Since the coating mixture, surface size or other web treatment substance is applied in the spray-coating technique to the web surface in the form of a droplet shower that flies in a free space the travel from the nozzle tip to the web being treated, a practicable implementation of the system is complicated by the tendency of the coating mist to escape to the surrounding atmosphere. Therefore, the spray nozzles must be enclosed by a hood. In the hood the coating mixture mist condenses on all surfaces wherefrom it must be recovered so that large drops of the condensate are stopped from reaching the web surface. Furthermore, the condensed coating mixture must be prevented from access to the coating spray. While all application methods are hampered by the entry of the air boundary layer traveling along with the moving web to the application zone, this problem appear particularly accentuated in a spray-coater, because the spray of the web treatment substance must penetrate through the air boundary layer by virtue of its kinetic energy alone. Due to the minute size of the coating mixture droplets, also their kinetic energy remains quite small even at a high initial velocity of the sprayed droplets.
Various kinds of assemblies for collecting aerosol mists are known from, e.g., the art of spray-painting arrangements. Since these assemblies are designed, however, for handling unit articles, they permit paint application to be carried out in an entirely closed space or, alternatively, the materials to be treated are so durable and travel at such a slow speed that the space of active treatment of articles can be readily isolated from the surrounding space. These painting or, more broadly, surface treatment systems are used for surface treatment of sheet metal, for instance. In contrast, the web speeds today used in papermaking machines are so high that the air boundary layer traveling along with the web has grown to be an extremely powerful factor of disturbance. Furthermore, the trend is to run as thin base webs as possible made from low-strength fiber in order to cut down the product price. This results in a conflicting situation, wherein the flow of the air boundary layer at the critical areas of the web surface needs to be prevented by effective means but, however, the moving web itself cannot take a robust mechanical contact, for instance.

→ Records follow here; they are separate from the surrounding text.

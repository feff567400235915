//! Admin notification log.
//!
//! A durable ring buffer of admin-facing events (new orders, new
//! registrations), newest first, capped at 100 entries. This is the
//! guaranteed-delivery channel behind the best-effort network fan-out: the
//! entry is written synchronously before any webhook is attempted, so the
//! admin dashboard always has a record even if every external channel fails
//! or the page is closed mid-dispatch.

use chrono::{DateTime, Utc};
use serde::{Deserialize, Serialize};
use tracing::instrument;
use uuid::Uuid;

use crate::store::{Store, StoreError, keys};

/// Maximum number of retained notifications; oldest are dropped.
pub const CAPACITY: usize = 100;

/// What kind of event a notification records.
#[derive(Debug, Clone, Copy, PartialEq, Eq, Serialize, Deserialize)]
#[serde(rename_all = "snake_case")]
pub enum NotificationKind {
    NewOrder,
    NewRegistration,
}

/// One admin notification.
///
/// Only the `read` flag is ever mutated after creation, and only via
/// [`NotificationLog::mark_read`] (the dashboard's single write).
#[derive(Debug, Clone, PartialEq, Serialize, Deserialize)]
pub struct AdminNotification {
    pub id: String,
    #[serde(rename = "type")]
    pub kind: NotificationKind,
    pub title: String,
    pub message: String,
    /// The full event (order or registration) for the dashboard detail view.
    pub payload: serde_json::Value,
    pub timestamp: DateTime<Utc>,
    pub read: bool,
}

impl AdminNotification {
    /// Create an unread notification stamped now.
    #[must_use]
    pub fn new(
        kind: NotificationKind,
        title: impl Into<String>,
        message: impl Into<String>,
        payload: serde_json::Value,
    ) -> Self {
        Self {
            id: Uuid::new_v4().simple().to_string(),
            kind,
            title: title.into(),
            message: message.into(),
            payload,
            timestamp: Utc::now(),
            read: false,
        }
    }
}

/// Durable ring buffer over the `admin-notification-log` store key.
///
/// Every mutation also recomputes the persisted unread count, which the
/// dashboard badge reads directly.
#[derive(Debug, Clone)]
pub struct NotificationLog {
    store: Store,
}

impl NotificationLog {
    /// Create a log over the given store.
    #[must_use]
    pub const fn new(store: Store) -> Self {
        Self { store }
    }

    /// Prepend a notification, dropping the oldest beyond [`CAPACITY`].
    ///
    /// # Errors
    ///
    /// Returns [`StoreError`] if persisting fails.
    #[instrument(skip(self, notification), fields(kind = ?notification.kind))]
    pub fn record(&self, notification: AdminNotification) -> Result<(), StoreError> {
        let mut entries = self.entries();
        entries.insert(0, notification);
        entries.truncate(CAPACITY);
        self.persist(&entries)
    }

    /// All retained notifications, newest first.
    #[must_use]
    pub fn entries(&self) -> Vec<AdminNotification> {
        self.store.get(keys::ADMIN_NOTIFICATIONS).unwrap_or_default()
    }

    /// Number of unread notifications.
    #[must_use]
    pub fn unread_count(&self) -> u32 {
        self.store.get(keys::UNREAD_NOTIFICATIONS).unwrap_or(0)
    }

    /// Mark one notification read. Returns `false` if the id is unknown.
    ///
    /// # Errors
    ///
    /// Returns [`StoreError`] if persisting fails.
    pub fn mark_read(&self, id: &str) -> Result<bool, StoreError> {
        let mut entries = self.entries();
        let Some(entry) = entries.iter_mut().find(|n| n.id == id) else {
            return Ok(false);
        };
        entry.read = true;
        self.persist(&entries)?;
        Ok(true)
    }

    fn persist(&self, entries: &[AdminNotification]) -> Result<(), StoreError> {
        self.store.set(keys::ADMIN_NOTIFICATIONS, &entries)?;
        let unread =
            u32::try_from(entries.iter().filter(|n| !n.read).count()).unwrap_or(u32::MAX);
        self.store.set(keys::UNREAD_NOTIFICATIONS, &unread)
    }
}
//! Core types for the WalkWay order engine.
//!
//! This module provides type-safe wrappers for common domain concepts.

pub mod email;
pub mod id;
pub mod money;
pub mod status;

pub use email::{Email, EmailError};
pub use id::{OrderId, ProductId};
pub use money::Money;
pub use status::{OrderStatus, PaymentMethod};
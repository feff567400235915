//! WalkWay Core - Shared types library.
//!
//! This crate provides common types used across all WalkWay order engine
//! components:
//! - `engine` - Cart/wishlist ledgers, order lifecycle, local persistence
//! - `notify` - Multi-channel admin notification fan-out
//!
//! # Architecture
//!
//! The core crate contains only types - no I/O, no persistence, no HTTP
//! clients. This keeps it lightweight and allows it to be used anywhere.
//!
//! # Modules
//!
//! - [`types`] - Newtype wrappers for product/order IDs, money, emails, and
//!   statuses

#![cfg_attr(not(test), forbid(unsafe_code))]

pub mod types;

pub use types::*;
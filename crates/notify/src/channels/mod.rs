//! The channel contract and every concrete notification channel.
//!
//! A channel is one transport the admin can be reached on. Channels are
//! best-effort: `send` never panics and never returns `Err` - every outcome,
//! including "this channel was never set up", comes back as a
//! [`ChannelResult`] so the fan-out can keep going regardless.

mod alert;
mod discord;
mod email;
mod google_form;
mod local_log;
mod telegram;
mod whatsapp;

use futures::future::BoxFuture;
use thiserror::Error;

use crate::event::NotifyEvent;

pub use alert::{AlertChannel, AlertSink, TracingAlertSink};
pub use discord::DiscordChannel;
pub use email::EmailChannel;
pub use google_form::GoogleFormChannel;
pub use local_log::LocalLogChannel;
pub use telegram::TelegramChannel;
pub use whatsapp::{LinkOpener, TracingLinkOpener, WhatsAppChannel};

/// How one channel's send attempt ended.
#[derive(Debug, Clone, PartialEq, Eq)]
pub enum ChannelStatus {
    /// Delivered (or handed off) successfully.
    Sent,
    /// The channel's settings are missing or placeholders; no attempt made.
    NotConfigured,
    /// The event does not apply to this channel (e.g. a registration on an
    /// order-only form); nothing to do.
    Skipped,
    /// The attempt failed. Logged, never propagated.
    Failed(String),
}

/// One channel's outcome within a fan-out.
#[derive(Debug, Clone, PartialEq, Eq)]
pub struct ChannelResult {
    /// Channel name, stable for logs and dashboards.
    pub channel: &'static str,
    pub status: ChannelStatus,
}

impl ChannelResult {
    #[must_use]
    pub const fn sent(channel: &'static str) -> Self {
        Self {
            channel,
            status: ChannelStatus::Sent,
        }
    }

    #[must_use]
    pub const fn not_configured(channel: &'static str) -> Self {
        Self {
            channel,
            status: ChannelStatus::NotConfigured,
        }
    }

    #[must_use]
    pub const fn skipped(channel: &'static str) -> Self {
        Self {
            channel,
            status: ChannelStatus::Skipped,
        }
    }

    #[must_use]
    pub const fn failed(channel: &'static str, reason: String) -> Self {
        Self {
            channel,
            status: ChannelStatus::Failed(reason),
        }
    }

    /// Whether this attempt actually delivered.
    #[must_use]
    pub const fn is_success(&self) -> bool {
        matches!(self.status, ChannelStatus::Sent)
    }
}

/// Errors inside a channel's send attempt.
///
/// These never cross the channel boundary as `Err`; they are folded into
/// [`ChannelStatus::Failed`] so one channel's outage cannot abort the
/// fan-out.
#[derive(Debug, Error)]
pub enum ChannelError {
    /// HTTP request failed.
    #[error("HTTP error: {0}")]
    Http(#[from] reqwest::Error),

    /// The remote service answered with an error status.
    #[error("API error: {status} - {message}")]
    Api { status: u16, message: String },

    /// Anything else (message building, transport setup).
    #[error("{0}")]
    Other(String),
}

/// One notification transport.
pub trait NotificationChannel: Send + Sync {
    /// Stable channel name (`"discord"`, `"local_log"`, ...).
    fn name(&self) -> &'static str;

    /// Deliver `event`, best-effort.
    fn send<'a>(&'a self, event: &'a NotifyEvent) -> BoxFuture<'a, ChannelResult>;
}

/// Fold a channel-internal result into a [`ChannelResult`], logging failures.
pub(crate) fn into_result(
    channel: &'static str,
    outcome: Result<(), ChannelError>,
) -> ChannelResult {
    match outcome {
        Ok(()) => ChannelResult::sent(channel),
        Err(error) => {
            tracing::warn!(channel, %error, "notification channel failed");
            ChannelResult::failed(channel, error.to_string())
        }
    }
}

/// Shared status check for webhook-style POSTs.
pub(crate) async fn ensure_success(response: reqwest::Response) -> Result<(), ChannelError> {
    let status = response.status();
    if status.is_success() {
        return Ok(());
    }
    let message = response.text().await.unwrap_or_default();
    Err(ChannelError::Api {
        status: status.as_u16(),
        message,
    })
}
//! Identifier types for products and orders.
//!
//! Product identifiers in persisted cart/wishlist data arrive as either JSON
//! numbers or strings depending on which page wrote them. [`ProductId`]
//! normalizes every representation to one canonical string at construction so
//! that lookups never need loose, type-coercing comparisons.

use std::fmt;
use std::str::FromStr;

use rust_decimal::Decimal;
use serde::{Deserialize, Serialize};
use uuid::Uuid;

/// A canonical product identifier.
///
/// Construction normalizes the raw value:
/// - surrounding whitespace is trimmed;
/// - numeric-looking values (`7`, `"7"`, `"7.0"`, `"007"`) collapse to a
///   single canonical decimal rendering, so the number `7` and the string
///   `"7.0"` denote the same product;
/// - anything else is kept verbatim (minus trimming).
///
/// ## Examples
///
/// ```
/// use walkway_core::ProductId;
///
/// assert_eq!(ProductId::new("7"), ProductId::new("007"));
/// assert_eq!(ProductId::new("7.0"), ProductId::from(7_i64));
/// assert_ne!(ProductId::new("sku-7"), ProductId::new("7"));
/// ```
#[derive(Debug, Clone, PartialEq, Eq, Hash, Serialize, Deserialize)]
#[serde(from = "RawProductId")]
pub struct ProductId(String);

impl ProductId {
    /// Create a canonical product ID from a raw value.
    #[must_use]
    pub fn new(raw: &str) -> Self {
        let trimmed = raw.trim();
        match Decimal::from_str(trimmed) {
            Ok(numeric) => Self(numeric.normalize().to_string()),
            Err(_) => Self(trimmed.to_owned()),
        }
    }

    /// The canonical string form.
    #[must_use]
    pub fn as_str(&self) -> &str {
        &self.0
    }
}

impl fmt::Display for ProductId {
    fn fmt(&self, f: &mut fmt::Formatter<'_>) -> fmt::Result {
        write!(f, "{}", self.0)
    }
}

impl From<&str> for ProductId {
    fn from(raw: &str) -> Self {
        Self::new(raw)
    }
}

impl From<String> for ProductId {
    fn from(raw: String) -> Self {
        Self::new(&raw)
    }
}

impl From<i64> for ProductId {
    fn from(raw: i64) -> Self {
        Self(Decimal::from(raw).normalize().to_string())
    }
}

impl From<u64> for ProductId {
    fn from(raw: u64) -> Self {
        Self(Decimal::from(raw).normalize().to_string())
    }
}

/// Accepts both JSON numbers and JSON strings when deserializing.
///
/// `serde_json::Number` keeps the exact textual form, so large integer ids do
/// not round-trip through `f64`.
#[derive(Deserialize)]
#[serde(untagged)]
enum RawProductId {
    Number(serde_json::Number),
    Text(String),
}

impl From<RawProductId> for ProductId {
    fn from(raw: RawProductId) -> Self {
        match raw {
            RawProductId::Number(n) => Self::new(&n.to_string()),
            RawProductId::Text(s) => Self::new(&s),
        }
    }
}

/// A unique order identifier.
///
/// Generated as `ORD-` followed by an uppercase UUID v4, which is unique
/// across the lifetime of the store without a collision check against
/// existing history.
#[derive(Debug, Clone, PartialEq, Eq, Hash, Serialize, Deserialize)]
#[serde(transparent)]
pub struct OrderId(String);

impl OrderId {
    /// Mint a fresh order ID.
    #[must_use]
    pub fn generate() -> Self {
        Self(format!(
            "ORD-{}",
            Uuid::new_v4().simple().to_string().to_uppercase()
        ))
    }

    /// The order ID as a string slice.
    #[must_use]
    pub fn as_str(&self) -> &str {
        &self.0
    }
}

impl fmt::Display for OrderId {
    fn fmt(&self, f: &mut fmt::Formatter<'_>) -> fmt::Result {
        write!(f, "{}", self.0)
    }
}

impl From<String> for OrderId {
    fn from(raw: String) -> Self {
        Self(raw)
    }
}
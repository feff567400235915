//! Integration tests for the WalkWay order engine.
//!
//! # Running Tests
//!
//! ```bash
//! cargo test -p walkway-integration-tests
//! ```
//!
//! # Test Categories
//!
//! - `checkout_flow` - Cart → order → history, persistence round-trips
//! - `notification_fanout` - Multi-channel dispatch independence
//!
//! Everything runs against in-process stores (`MemoryStore` or a temp-dir
//! `JsonFileStore`); no external services are required.

#![cfg_attr(not(test), forbid(unsafe_code))]
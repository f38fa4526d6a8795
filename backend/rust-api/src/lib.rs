// Library root - router and state exported for main and for tests

pub mod config;
pub mod error;
pub mod handlers;
pub mod middleware;
pub mod models;
pub mod pages;
pub mod services;

pub use config::Config;
pub use error::ApiError;
pub use services::{EventRepository, Outbox};

use axum::{
    routing::{get, post},
    Router,
};
use std::sync::Arc;
use tower::ServiceBuilder;

#[derive(Clone)]
pub struct AppState {
    pub repo: EventRepository,
    pub outbox: Outbox,
    pub config: Arc<Config>,
}

impl AppState {
    pub fn new(config: Config) -> Self {
        Self::with_repository(config, EventRepository::new())
    }

    pub fn with_repository(config: Config, repo: EventRepository) -> Self {
        Self {
            repo,
            outbox: Outbox::new(),
            config: Arc::new(config),
        }
    }
}

pub fn build_router(state: AppState) -> Router {
    Router::new()
        .route("/", get(handlers::event_list))
        .route("/health", get(health_check))
        .route("/event/:id/", get(handlers::event_detail))
        .route("/event/:id/register/", post(handlers::register))
        .route("/confirmation/", get(handlers::confirmation))
        .route(
            "/admin/events",
            get(handlers::admin::list_events).post(handlers::admin::create_event),
        )
        .route("/admin/registrations", get(handlers::admin::list_registrations))
        .fallback(handlers::not_found)
        .layer(
            ServiceBuilder::new()
                .layer(tower_http::trace::TraceLayer::new_for_http())
                // The client page may be served from another origin (dx serve).
                .layer(tower_http::cors::CorsLayer::permissive())
                .layer(axum::middleware::from_fn(
                    middleware::security_headers_middleware,
                )),
        )
        .with_state(state)
}

async fn health_check() -> &'static str {
    "OK"
}
pub mod outbox;
pub mod repository;
pub mod seed_data;

pub use outbox::{EmailMessage, Outbox};
pub use repository::EventRepository;
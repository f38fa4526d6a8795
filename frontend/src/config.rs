//! Page settings. `dx serve` builds run in the browser, so there is no
//! process environment to read at runtime; the backend URL is baked in with
//! `option_env!` and falls back to the local backend. The date locale is
//! read from the browser once the page is up.

use event_list_core::{ClientConfig, DateFormatter, DateStyle, Zone};
use url::Url;

/// Evaluated in the page; resolves to the viewer's preferred locale tag.
pub const LOCALE_SCRIPT: &str = "return navigator.language || 'en-US';";

/// URL of the event list page. Requests go to this URL with the filter
/// query appended.
pub fn page_url() -> &'static str {
    option_env!("EVENTS_PAGE_URL").unwrap_or(ClientConfig::DEFAULT_PAGE_URL)
}

pub fn client_config() -> ClientConfig {
    ClientConfig::new(page_url())
}

/// Viewer-local dates in en-US layout, used until the browser reports its
/// locale.
pub fn date_formatter() -> DateFormatter {
    DateFormatter::new(DateStyle::default(), Zone::Local)
}

pub fn date_formatter_for(locale: &str) -> DateFormatter {
    DateFormatter::new(DateStyle::for_locale(locale), Zone::Local)
}

/// Resolves a root-relative link such as `/event/7/` against `page_url`.
/// The page may be served by `dx serve` on another port, so the detail page
/// has to point back at the backend. A page URL that does not parse leaves
/// the link relative.
pub fn detail_url(page_url: &str, href: &str) -> String {
    Url::parse(page_url)
        .and_then(|base| base.join(href))
        .map(String::from)
        .unwrap_or_else(|_| href.to_string())
}
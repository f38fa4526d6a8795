//! Client-held filter state and toggle emphasis. Pure values, no I/O.

use crate::models::TimeFilter;

/// Current time filter and search text. Lives for one page view.
#[derive(Clone, Debug, Default, PartialEq, Eq)]
pub struct FilterState {
    pub filter: TimeFilter,
    pub search_text: String,
}

impl FilterState {
    pub fn new() -> Self {
        Self::default()
    }

    pub fn select_filter(&mut self, filter: TimeFilter) {
        self.filter = filter;
    }

    pub fn update_search_text(&mut self, text: impl Into<String>) {
        self.search_text = text.into();
    }

    pub fn toggles(&self) -> ToggleEmphasis {
        ToggleEmphasis::for_selected(self.filter)
    }
}

#[derive(Clone, Copy, Debug, PartialEq, Eq)]
pub enum Emphasis {
    Active,
    Inactive,
}

impl Emphasis {
    pub fn css_class(&self) -> &'static str {
        match self {
            Emphasis::Active => "btn-primary",
            Emphasis::Inactive => "btn-outline-primary",
        }
    }
}

/// Visual state of both toggles. Built from the selected filter only,
/// so exactly one toggle is ever active.
#[derive(Clone, Copy, Debug, PartialEq, Eq)]
pub struct ToggleEmphasis {
    selected: TimeFilter,
}

impl ToggleEmphasis {
    pub fn for_selected(selected: TimeFilter) -> Self {
        Self { selected }
    }

    pub fn selected(&self) -> TimeFilter {
        self.selected
    }

    pub fn emphasis(&self, toggle: TimeFilter) -> Emphasis {
        if toggle == self.selected {
            Emphasis::Active
        } else {
            Emphasis::Inactive
        }
    }

    pub fn upcoming(&self) -> Emphasis {
        self.emphasis(TimeFilter::Upcoming)
    }

    pub fn past(&self) -> Emphasis {
        self.emphasis(TimeFilter::Past)
    }
}

#[cfg(test)]
mod tests {
    use super::*;

    #[test]
    fn defaults_to_upcoming_and_empty_search() {
        let state = FilterState::new();
        assert_eq!(state.filter, TimeFilter::Upcoming);
        assert_eq!(state.search_text, "");
    }

    #[test]
    fn exactly_one_toggle_is_active() {
        for selected in TimeFilter::ALL {
            let t = ToggleEmphasis::for_selected(selected);
            let active = TimeFilter::ALL
                .iter()
                .filter(|f| t.emphasis(**f) == Emphasis::Active)
                .count();
            assert_eq!(active, 1);
            assert_eq!(t.emphasis(selected), Emphasis::Active);
        }
    }

    #[test]
    fn past_selection_swaps_classes() {
        let mut state = FilterState::new();
        state.select_filter(TimeFilter::Past);
        let t = state.toggles();
        assert_eq!(t.past().css_class(), "btn-primary");
        assert_eq!(t.upcoming().css_class(), "btn-outline-primary");
    }
}
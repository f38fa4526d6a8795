use crate::models::NewEvent;
use crate::services::repository::EventRepository;
use chrono::{Duration, Utc};

pub async fn seed_demo_events(repo: &EventRepository) -> anyhow::Result<()> {
    if repo.event_count().await > 0 {
        tracing::info!("Repository already has events, skipping seed");
        return Ok(());
    }

    let now = Utc::now();
    let demo = [
        ("Community Meetup", "Monthly get-together.", now - Duration::days(14)),
        ("Spring Hackathon", "48 hours of building.", now - Duration::days(2)),
        ("Rust Conference", "Talks and workshops.", now + Duration::days(3)),
        ("Launch Party", "Celebrating the release.", now + Duration::days(10)),
        ("Conference Afterparty", "Informal drinks.", now + Duration::days(30)),
    ];
    for (title, description, date) in demo {
        repo.insert_event(NewEvent::new(title, date).with_description(description))
            .await;
    }

    tracing::info!("Seeded {} demo events", repo.event_count().await);
    Ok(())
}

In U.S. Pat. Nos. 6,106,902 and 6,063,449 are disclosed some techniques for collecting coating mist in spray-coater apparatuses and sealing the applicator chamber. Among these methods deserve to be mentioned, e.g., running the applicator chamber under a vacuum, the use of steam or air flow for controlling the travel of the coating mixture mist and the formation of a film of the web treatment substance flowing along the walls of the applicator chamber.